Measurements of oxygenation and perfusion in skeletal muscle using multiple microelectrodes.

This paper describes an apparatus to measure tissue oxygenation and perfusion (as measured by the wash-in rate of gaseous hydrogen) simultaneously at multiple points in muscle using needle microelectrodes. The development of suitable electrodes and apparatus is described, as well as the development of the method and its validation. In particular, the potential for tissue damage secondary to electrode insertion, the need for in vivo voltammetric determination of the operating potential and the extent of any electrode-tissue and of electrode-electrode interactions are explored, and are shown to be insufficient in magnitude to affect the technique.

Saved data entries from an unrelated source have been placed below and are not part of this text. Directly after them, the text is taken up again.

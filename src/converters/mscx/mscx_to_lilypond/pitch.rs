//! Pitch, duration and transposition resolvers
//!
//! MuseScore stores pitches as MIDI numbers in concert pitch and durations
//! as named or fractional tokens. Spelling is a key-signature heuristic, not
//! an enharmonic solver: the active key only chooses between sharp and flat
//! names for the black keys.

use crate::converters::mscx::mscx_to_lilypond::errors::ConversionError;
use num_rational::Ratio;
use once_cell::sync::Lazy;
use std::collections::HashMap;

// ============================================================================
// DURATIONS
// ============================================================================

/// Named duration token → LilyPond duration
static DURATION_MAP: Lazy<HashMap<&'static str, &'static str>> = Lazy::new(|| {
    HashMap::from([
        ("long", "\\longa"),
        ("breve", "\\breve"),
        ("whole", "1"),
        ("half", "2"),
        ("quarter", "4"),
        ("eighth", "8"),
        ("16th", "16"),
        ("32nd", "32"),
        ("64th", "64"),
        ("128th", "128"),
    ])
});

/// Map a duration token to its LilyPond duration.
///
/// Named tokens come from the table. Fractional tokens (`9/8`, `1`) are
/// lengths in whole notes. Anything else is fatal: guessing would silently
/// corrupt timing.
pub fn resolve_duration(token: &str) -> Result<String, ConversionError> {
    let trimmed = token.trim();
    if let Some(duration) = DURATION_MAP.get(trimmed) {
        return Ok((*duration).to_string());
    }

    trimmed
        .parse::<Ratio<u32>>()
        .ok()
        .and_then(length_to_duration)
        .ok_or_else(|| ConversionError::UnknownDuration(token.to_string()))
}

/// Exact LilyPond duration of a length in whole notes.
///
/// Lengths that are no single note value get a multiplier (`1*9/8`).
pub fn length_to_duration(length: Ratio<u32>) -> Option<String> {
    if *length.numer() == 0 {
        return None;
    }
    Some(note_value(length).unwrap_or_else(|| format!("1*{}", length)))
}

/// Plain, dotted or double-dotted note value of exactly this length
fn note_value(length: Ratio<u32>) -> Option<String> {
    // \longa down to 128th
    (-2i32..=7).find_map(|exponent| {
        let (base, name) = if exponent < 0 {
            let whole_notes = 1u32 << (-exponent);
            let name = if exponent == -2 { "\\longa" } else { "\\breve" };
            (Ratio::from_integer(whole_notes), name.to_string())
        } else {
            let denominator = 1u32 << exponent;
            (Ratio::new(1, denominator), denominator.to_string())
        };

        (0..=2usize).find_map(|dots| {
            let dotted = base * (Ratio::from_integer(2) - Ratio::new(1, 1u32 << dots));
            (dotted == length).then(|| format!("{}{}", name, ".".repeat(dots)))
        })
    })
}

/// `\partial` directive for a measure of irregular length
pub fn partial_for(len: Ratio<u32>) -> Result<String, ConversionError> {
    let duration =
        length_to_duration(len).ok_or_else(|| ConversionError::UnknownDuration(len.to_string()))?;
    Ok(format!("\\partial {}", duration))
}

// ============================================================================
// KEY SIGNATURES
// ============================================================================

/// Major tonics on the sharp side, indexed by number of sharps
pub const POS_KEY_SIGS: [&str; 8] = ["C", "G", "D", "A", "E", "B", "Fis", "Cis"];
/// Major tonics on the flat side, indexed by number of flats
pub const NEG_KEY_SIGS: [&str; 8] = ["C", "F", "Bes", "Es", "As", "Des", "Ges", "Ces"];

/// Tonic name of the major key with the given circle-of-fifths offset.
///
/// Offsets beyond seven accidentals are clamped.
pub fn spell_key_signature(concert_key: i32) -> &'static str {
    let concert_key = concert_key.clamp(-7, 7);
    if concert_key > 0 {
        POS_KEY_SIGS[concert_key as usize]
    } else {
        NEG_KEY_SIGS[(-concert_key) as usize]
    }
}

/// `\key <tonic> \major`
pub fn render_key_signature(concert_key: i32) -> String {
    format!(
        "\\key {} \\major",
        spell_key_signature(concert_key).to_lowercase()
    )
}

// ============================================================================
// PITCH SPELLING
// ============================================================================

/// F major: B flat, and A flat over G sharp
const NOTE_NAMES_ONE_FLAT: [&str; 12] = [
    "c", "cis", "d", "es", "e", "f", "fis", "g", "as", "a", "bes", "b",
];
const NOTE_NAMES_PLAIN: [&str; 12] = [
    "c", "cis", "d", "es", "e", "f", "fis", "g", "gis", "a", "bes", "b",
];
const NOTE_NAMES_SHARP: [&str; 12] = [
    "c", "cis", "d", "dis", "e", "f", "fis", "g", "gis", "a", "ais", "b",
];
const NOTE_NAMES_FLAT: [&str; 12] = [
    "c", "des", "d", "es", "e", "f", "ges", "g", "as", "a", "bes", "b",
];

/// Largest number of octave marks emitted in either direction
pub const MAX_OCTAVE_MARKS: usize = 5;

/// Chromatic name table for the active key (`None` means no key seen yet)
fn note_names_for_key(concert_key: Option<i32>) -> &'static [&'static str; 12] {
    match concert_key.unwrap_or(0) {
        -1 => &NOTE_NAMES_ONE_FLAT,
        0 => &NOTE_NAMES_PLAIN,
        k if k > 0 => &NOTE_NAMES_SHARP,
        _ => &NOTE_NAMES_FLAT,
    }
}

/// Octave marks relative to LilyPond's unmarked octave (C3..B3).
///
/// `octave` 0 is the middle-C octave (`'`), -1 is unmarked. Marks saturate
/// at [`MAX_OCTAVE_MARKS`].
pub fn octave_marks(octave: i32) -> String {
    if octave >= 0 {
        "'".repeat(((octave + 1) as usize).min(MAX_OCTAVE_MARKS))
    } else {
        ",".repeat(((-octave - 1) as usize).min(MAX_OCTAVE_MARKS))
    }
}

/// Spell a MIDI pitch in absolute LilyPond notation (60 → `c'`)
pub fn spell_pitch(midi_pitch: i32, concert_key: Option<i32>) -> String {
    let names = note_names_for_key(concert_key);
    let name = names[midi_pitch.rem_euclid(12) as usize];
    let octave = midi_pitch.div_euclid(12) - 5;
    format!("{}{}", name, octave_marks(octave))
}

// ============================================================================
// TRANSPOSITION
// ============================================================================

const STEP_NAMES: [&str; 7] = ["c", "d", "e", "f", "g", "a", "b"];
/// Semitones from each diatonic step to the next one up (c→d ... b→c)
const STEP_UP_SEMITONES: [i32; 7] = [2, 2, 1, 2, 2, 2, 1];

/// Dutch name for a natural step with an accidental (-2..=2)
fn step_with_accidental(step: usize, accidental: i32) -> String {
    let name = STEP_NAMES[step];
    match accidental {
        0 => name.to_string(),
        1 => format!("{}is", name),
        2 => format!("{}isis", name),
        -1 if name == "e" || name == "a" => format!("{}s", name),
        -1 => format!("{}es", name),
        -2 if name == "e" || name == "a" => format!("{}ses", name),
        _ => format!("{}eses", name),
    }
}

/// Compute the pitch that a written `c'` sounds at for an instrument.
///
/// Walks `|diatonic|` scale steps away from `c'` (up for positive values)
/// and compares the semitones covered with `chromatic` to choose the
/// accidental. Whole octaves are reduced first and re-applied as octave
/// marks. Returns `None` when no transposition is needed.
pub fn compute_transposition(diatonic: i32, chromatic: i32) -> Option<String> {
    let octaves = diatonic / 7;
    let diatonic_rem = diatonic % 7;
    let chromatic_rem = chromatic % 12;

    if diatonic_rem == 0 && chromatic_rem == 0 {
        return None;
    }

    // step index from c, possibly crossing below c
    let mut step: i32 = 0;
    let mut distance: i32 = 0;
    for _ in 0..diatonic_rem.abs() {
        if diatonic_rem > 0 {
            distance += STEP_UP_SEMITONES[step.rem_euclid(7) as usize];
            step += 1;
        } else {
            step -= 1;
            distance -= STEP_UP_SEMITONES[step.rem_euclid(7) as usize];
        }
    }

    let mut accidental = chromatic_rem - distance;
    if !(-2..=2).contains(&accidental) {
        log::warn!(
            "Transposition {}/{} needs accidental {}, clamping",
            diatonic,
            chromatic,
            accidental
        );
        accidental = accidental.clamp(-2, 2);
    }

    let octave = octaves + step.div_euclid(7);
    Some(format!(
        "{}{}",
        step_with_accidental(step.rem_euclid(7) as usize, accidental),
        octave_marks(octave)
    ))
}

Its subsequent use to characterise oxygenation and perfusion in rabbit skeletal muscle at rest is also described. In resting tibialis anterior muscle of the rabbit the mean pO2 was 18 +/- 13.3 mm Hg and the mean perfusion was 4.4 +/- 1.3 ml s-1 100 g-1. There was a heterogeneity in simultaneously-measured values of pO2 and perfusion at different points within muscle, and also a temporal variation at the same site. The spans between the highest and lowest simultaneously-measured values of pO2 in muscle ranged from 14 to 80 mm Hg, and for perfusion, from 1 to 12 mls-1 100 g-1. No significant correlation was evident from histological examination between either pO2 or perfusion and surrounding fibre type or capillary density.